ACTIVITY =>
Read through the lines below for the string "engine" and copy each one that has it.

Start of EXERCISE DATA

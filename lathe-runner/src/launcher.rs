//! Workflow launcher
//!
//! Accepts pipeline scripts, starts each one as a workflow execution and
//! exposes the state, output and report of the executions it started.
//! Each workflow runs in its own task; a semaphore bounds how many execute
//! at once, the rest wait in `Pending`.

use chrono::{DateTime, Utc};
use lathe_core::domain::log::LogEntry;
use lathe_core::domain::workflow::{ExecutionReport, WorkflowState};
use lathe_dsl::parse_pipeline;
use serde_json::Value;
use std::collections::HashMap;
use std::sync::{Arc, Mutex, PoisonError};
use tokio::sync::Semaphore;
use tokio::task::JoinHandle;
use tracing::{error, info};
use uuid::Uuid;

use crate::engine::{Engine, StateHandle};
use crate::error::{ExecutionError, LaunchError};
use crate::log_buffer::LogBufferService;
use crate::plugin::WORKFLOW_EXECUTION_ID;

type ExecutionTask = JoinHandle<Result<ExecutionReport, ExecutionError>>;

struct Workflow {
    state: StateHandle,
    submitted_at: DateTime<Utc>,
    task: Option<ExecutionTask>,
}

/// Listing entry for a submitted workflow
#[derive(Debug, Clone, PartialEq, Eq)]
pub struct WorkflowSummary {
    pub id: String,
    pub state: WorkflowState,
    pub submitted_at: DateTime<Utc>,
}

/// Starts and tracks workflow executions
pub struct WorkflowLauncher {
    engine: Arc<Engine>,
    logs: Arc<dyn LogBufferService>,
    semaphore: Arc<Semaphore>,
    workflows: Mutex<HashMap<String, Workflow>>,
}

impl WorkflowLauncher {
    /// Creates a launcher running at most `max_parallel` workflows at once
    pub fn new(engine: Arc<Engine>, logs: Arc<dyn LogBufferService>, max_parallel: usize) -> Self {
        Self {
            engine,
            logs,
            semaphore: Arc::new(Semaphore::new(max_parallel)),
            workflows: Mutex::new(HashMap::new()),
        }
    }

    /// Parses a pipeline script and starts it
    ///
    /// # Arguments
    /// * `source` - Pipeline script text
    /// * `properties` - Execution properties; `workflowExecutionId` is assigned here
    ///
    /// # Returns
    /// The workflow execution id, as soon as the workflow is queued
    ///
    /// # Errors
    /// Returns the parse error for a malformed script; nothing is started.
    pub fn submit(
        &self,
        source: &str,
        mut properties: HashMap<String, Value>,
    ) -> Result<String, LaunchError> {
        let pipeline = parse_pipeline(source)?;

        let id = Uuid::new_v4().to_string();
        properties.insert(WORKFLOW_EXECUTION_ID.to_string(), Value::String(id.clone()));

        let state = StateHandle::new(WorkflowState::Pending);
        let task = self.spawn_execution(id.clone(), pipeline, properties, state.clone());

        self.lock().insert(
            id.clone(),
            Workflow {
                state,
                submitted_at: Utc::now(),
                task: Some(task),
            },
        );

        info!("Submitted workflow {}", id);
        Ok(id)
    }

    fn spawn_execution(
        &self,
        id: String,
        pipeline: lathe_core::domain::pipeline::Pipeline,
        properties: HashMap<String, Value>,
        state: StateHandle,
    ) -> ExecutionTask {
        let engine = Arc::clone(&self.engine);
        let logs = Arc::clone(&self.logs);
        let semaphore = Arc::clone(&self.semaphore);

        tokio::spawn(async move {
            // The semaphore is never closed
            let _permit = semaphore.acquire_owned().await.ok();

            let result = engine.execute(&pipeline, &properties, &state).await;
            if let Err(e) = &result {
                error!("Workflow {} could not run: {}", id, e);
                logs.add_entry(&id, LogEntry::error(e.to_string()));
            }

            // Pollers must see Done even when nothing ran
            state.advance(WorkflowState::Done);
            result
        })
    }

    fn lock(&self) -> std::sync::MutexGuard<'_, HashMap<String, Workflow>> {
        self.workflows.lock().unwrap_or_else(PoisonError::into_inner)
    }

    /// Current state of a workflow, `Undefined` for unknown ids
    pub fn query_state(&self, id: &str) -> WorkflowState {
        self.lock()
            .get(id)
            .map(|w| w.state.get())
            .unwrap_or(WorkflowState::Undefined)
    }

    /// State handle of a workflow, for callers that want to await transitions
    pub fn state_handle(&self, id: &str) -> Option<StateHandle> {
        self.lock().get(id).map(|w| w.state.clone())
    }

    /// Drains the output buffered for a workflow since the last call
    pub fn logs(&self, id: &str) -> Vec<LogEntry> {
        self.logs.drain(id)
    }

    /// Waits for a workflow to finish and takes its report
    ///
    /// # Errors
    /// - `UnknownWorkflow` for ids this launcher never issued
    /// - `AlreadyAwaited` if the report was already taken
    /// - `Execution` if the workflow could not run
    /// - `Aborted` if the execution task panicked
    pub async fn wait(&self, id: &str) -> Result<ExecutionReport, LaunchError> {
        let task = {
            let mut workflows = self.lock();
            let workflow = workflows
                .get_mut(id)
                .ok_or_else(|| LaunchError::UnknownWorkflow(id.to_string()))?;
            workflow
                .task
                .take()
                .ok_or_else(|| LaunchError::AlreadyAwaited(id.to_string()))?
        };

        let result = task.await.map_err(|e| LaunchError::Aborted {
            id: id.to_string(),
            reason: e.to_string(),
        })?;

        Ok(result?)
    }

    /// Submitted workflows, oldest first
    pub fn list(&self) -> Vec<WorkflowSummary> {
        let mut summaries: Vec<_> = self
            .lock()
            .iter()
            .map(|(id, w)| WorkflowSummary {
                id: id.clone(),
                state: w.state.get(),
                submitted_at: w.submitted_at,
            })
            .collect();
        summaries.sort_by_key(|s| s.submitted_at);
        summaries
    }

    /// Forgets a finished workflow and its buffered output
    ///
    /// Returns false if the workflow is unknown or not done yet.
    pub fn remove(&self, id: &str) -> bool {
        let mut workflows = self.lock();
        let done = workflows.get(id).is_some_and(|w| w.state.get().is_done());
        if done {
            workflows.remove(id);
            self.logs.remove(id);
        }
        done
    }
}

End of EXERCISE DATA

RESPONSE FOR THIS EXERCISE =>
use crate::engine::{Engine, StateHandle};
    engine: Arc<Engine>,
    pub fn new(engine: Arc<Engine>, logs: Arc<dyn LogBufferService>, max_parallel: usize) -> Self {
            engine,
        let engine = Arc::clone(&self.engine);
            let result = engine.execute(&pipeline, &properties, &state).await;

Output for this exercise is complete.